9. Progetto didattico "1000 Cenerentole + la tua"

Il progetto didattico interculturale dal titolo "1000 cenerentole + la tua" ha visto coinvolti gli alunni delle scuole elementari e medie di Roma.  In occasione di  questa iniziativa il Museo ha organizzato la piccola mostra di calzature che abbracciano l'intera Asia dal Mediterraneo orientale al Mar Giallo, mostra aperta dal 19 dicembre 2009 al 14 marzo 2010. Attraverso laboratori didattici e performances legate alla protagonista della ben nota favola, i ragazzi hanno appreso usi e costumi propri di altre civiltà.

Esistono ben 345 versioni della famosa favola di Cenerentola, studiate alla fine dell'800 da Marion Rolfe Cox, mentre più numerose (circa 700) sono le versioni tramandate oralmente attraverso l'Europa, l'Egitto, il Medio e l'Estremo Oriente. Secondo la versione di Claudio Eliano, uno scrittore romano  di lingua greca,  vissuto tra il I e il II secolo d.C., la favola ha origine nell'Antico Egitto della XXVI Dinastia dove la protagonista si chiama Radope.
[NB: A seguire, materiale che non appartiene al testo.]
//! Merit-order production dispatch
//!
//! Assigns output power to each plant in a fleet so the target load is met
//! at minimum total cost, respecting pmin/pmax envelopes and wind-dependent
//! availability. Single time slice, no network constraints, no startup
//! costs.

mod cost;
mod merit_order;
mod repair;
mod types;

pub use types::{DispatchError, DispatchSolution, PlantAssignment};

use std::time::Instant;

use mop_core::{Fuels, Megawatts, Plant};

/// Granularity of the produced plan: assignments are rounded to 0.1 MW and
/// the plan total must match the load within the same step.
pub const ROUND_STEP_MW: f64 = 0.1;

/// Merit-order dispatch solver
///
/// Stateless between calls; each [`solve`](DispatchSolver::solve) computes a
/// fresh plan from its inputs.
pub struct DispatchSolver {
    tolerance_mw: f64,
}

impl DispatchSolver {
    /// Create a new solver with the default load-match tolerance (0.1 MW)
    pub fn new() -> Self {
        Self {
            tolerance_mw: ROUND_STEP_MW,
        }
    }

    /// Set the load-match tolerance in MW
    pub fn with_tolerance(mut self, tolerance_mw: f64) -> Self {
        self.tolerance_mw = tolerance_mw;
        self
    }

    /// Compute a production plan for the fleet.
    ///
    /// Stages: cost ranking, merit-order greedy allocation, feasibility
    /// repair of pmin-forced overproduction, then rounding and assembly in
    /// request order. Returns a typed error instead of a partial plan when
    /// the request is invalid or the load cannot be met exactly.
    pub fn solve(
        &self,
        plants: &[Plant],
        fuels: &Fuels,
        load: Megawatts,
    ) -> Result<DispatchSolution, DispatchError> {
        let start = Instant::now();

        validate(plants, fuels, load)?;

        let ranked = cost::rank(plants, fuels);
        let order = merit_order::order(&ranked);
        let (mut assigned, remaining) = merit_order::allocate(&ranked, &order, load.value());

        if remaining > self.tolerance_mw {
            let available_mw = ranked.iter().map(|p| p.effective_pmax.max(0.0)).sum();
            return Err(DispatchError::Undersupply {
                need_mw: load.value(),
                available_mw,
            });
        }

        let excess = (-remaining).max(0.0);
        if excess > 0.0 {
            let leftover = repair::reduce(&ranked, &order, &mut assigned, excess);
            if leftover > self.tolerance_mw {
                return Err(DispatchError::PminLocked {
                    excess_mw: leftover,
                });
            }
        }

        let assignments: Vec<PlantAssignment> = plants
            .iter()
            .zip(assigned.iter())
            .map(|(plant, &p)| PlantAssignment {
                name: plant.name.clone(),
                p_mw: round_step(p),
            })
            .collect();
        let total_mw = assignments.iter().map(|a| a.p_mw).sum();
        let objective_value = assignments
            .iter()
            .zip(ranked.iter())
            .map(|(a, r)| a.p_mw * r.cost)
            .sum();

        Ok(DispatchSolution {
            assignments,
            total_mw,
            objective_value,
            solve_time_ms: start.elapsed().as_millis(),
        })
    }
}

impl Default for DispatchSolver {
    fn default() -> Self {
        Self::new()
    }
}

/// Round to the nearest 0.1 MW.
///
/// Halves round away from zero (`f64::round` semantics), so 0.05 MW becomes
/// 0.1 MW. Idempotent on already-rounded values.
fn round_step(p_mw: f64) -> f64 {
    (p_mw * 10.0).round() / 10.0
}

/// Reject fleets and loads that violate the model invariants.
///
/// Range checks on caller-supplied numbers (efficiency in (0,1], wind in
/// [0,100], name uniqueness) belong to the payload boundary; this guards the
/// invariants the algorithm itself relies on.
fn validate(plants: &[Plant], fuels: &Fuels, load: Megawatts) -> Result<(), DispatchError> {
    if plants.is_empty() {
        return Err(DispatchError::DataValidation(
            "no plants in request".to_string(),
        ));
    }
    if !load.is_finite() || load.value() < 0.0 {
        return Err(DispatchError::DataValidation(format!(
            "load must be finite and non-negative, got {load}"
        )));
    }
    if !fuels.wind_percent.is_finite() || !(0.0..=100.0).contains(&fuels.wind_percent) {
        return Err(DispatchError::DataValidation(format!(
            "wind percent must be within [0, 100], got {}",
            fuels.wind_percent
        )));
    }

    for plant in plants {
        let pmin = plant.pmin.value();
        let pmax = plant.pmax.value();
        if !pmin.is_finite() || !pmax.is_finite() || pmin < 0.0 || pmax < pmin {
            return Err(DispatchError::DataValidation(format!(
                "plant '{}' has invalid limits: pmin {}, pmax {}",
                plant.name, plant.pmin, plant.pmax
            )));
        }
        if plant.kind.is_fueled() && (!plant.efficiency.is_finite() || plant.efficiency <= 0.0) {
            return Err(DispatchError::DataValidation(format!(
                "{} plant '{}' has non-positive efficiency {}",
                plant.kind, plant.name, plant.efficiency
            )));
        }
    }

    Ok(())
}
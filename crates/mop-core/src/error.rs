//! Unified error types for the MOP ecosystem
//!
//! This module provides a common error type [`MopError`] that can represent
//! errors from any part of the system. Domain-specific error types can be
//! converted to `MopError` for uniform error handling at API boundaries.
//!
//! # Example
//!
//! ```ignore
//! use mop_core::{MopError, MopResult};
//!
//! fn plan_from_file(path: &str) -> MopResult<()> {
//!     let request = load_plan_request(path)?;
//!     solve_dispatch(&request)?;
//!     Ok(())
//! }
//! ```

use thiserror::Error;

/// Unified error type for all MOP operations.
///
/// This enum provides a common error representation for the MOP ecosystem,
/// allowing errors from I/O, parsing, solving, and validation to be handled
/// uniformly.
#[derive(Error, Debug)]
pub enum MopError {
    /// I/O errors (file access, etc.)
    #[error("I/O error: {0}")]
    Io(#[from] std::io::Error),

    /// Parsing/deserialization errors
    #[error("Parse error: {0}")]
    Parse(String),

    /// Payload validation errors
    #[error("Validation error: {0}")]
    Validation(String),

    /// Solver/algorithm errors
    #[error("Solver error: {0}")]
    Solver(String),

    /// Generic errors (for wrapping external errors)
    #[error("{0}")]
    Other(String),
}

/// Convenience type alias for Results using MopError.
pub type MopResult<T> = Result<T, MopError>;

// Conversion from string-like types for convenience
impl From<String> for MopError {
    fn from(s: String) -> Self {
        MopError::Other(s)
    }
}

impl From<&str> for MopError {
    fn from(s: &str) -> Self {
        MopError::Other(s.to_string())
    }
}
Altre versioni fanno risalire la sua origine all'antica Cina nella storia di Yen-Shen raccontata da Tuan Ch'ing Shih, dove fra gli elementi della favola che compaiono nelle versioni occidentali ritroviamo il motivo dei piedi minuti della protagonista, segno di nobiltà e distinzione nella cultura cinese. Non sempre si perde la scarpetta: in una versione persiana (Il vasetto magico),  per esempio la protagonista perde un braccialetto.

Il mondo arabo ha la sua Cenerentola in una fanciulla di nome Salima che fuggendo via dalla festa dell'henné della sposa perde uno zoccoletto d'oro. Il principe non conosce nemmeno la sua futura sposa, ma se ne innamora perdutamente solo alla vista dello zoccoletto. La favola quindi sottolinea come nella tradizione islamica gli sposi vivano separati e senza conoscersi fino al giorno delle nozze.   

La versione vietnamita invece, vede protagonista Tam  una contadina orfana di madre con una terribile sorellastra di nome Cam. Ad un certo punto della storia Tam viene uccisa dalla  matrigna, ma grazie a successive reincarnazioni  e con l'aiuto del Buddha può tornare a vivere con il suo principe.  

In Occidente le versioni più note sono quella di C. Perrault, basata su una precedente trascrizione di Giambattista Basile del 1634 (Zezolla detta Gatta Cenerentola),  e quella dei fratelli Grimm.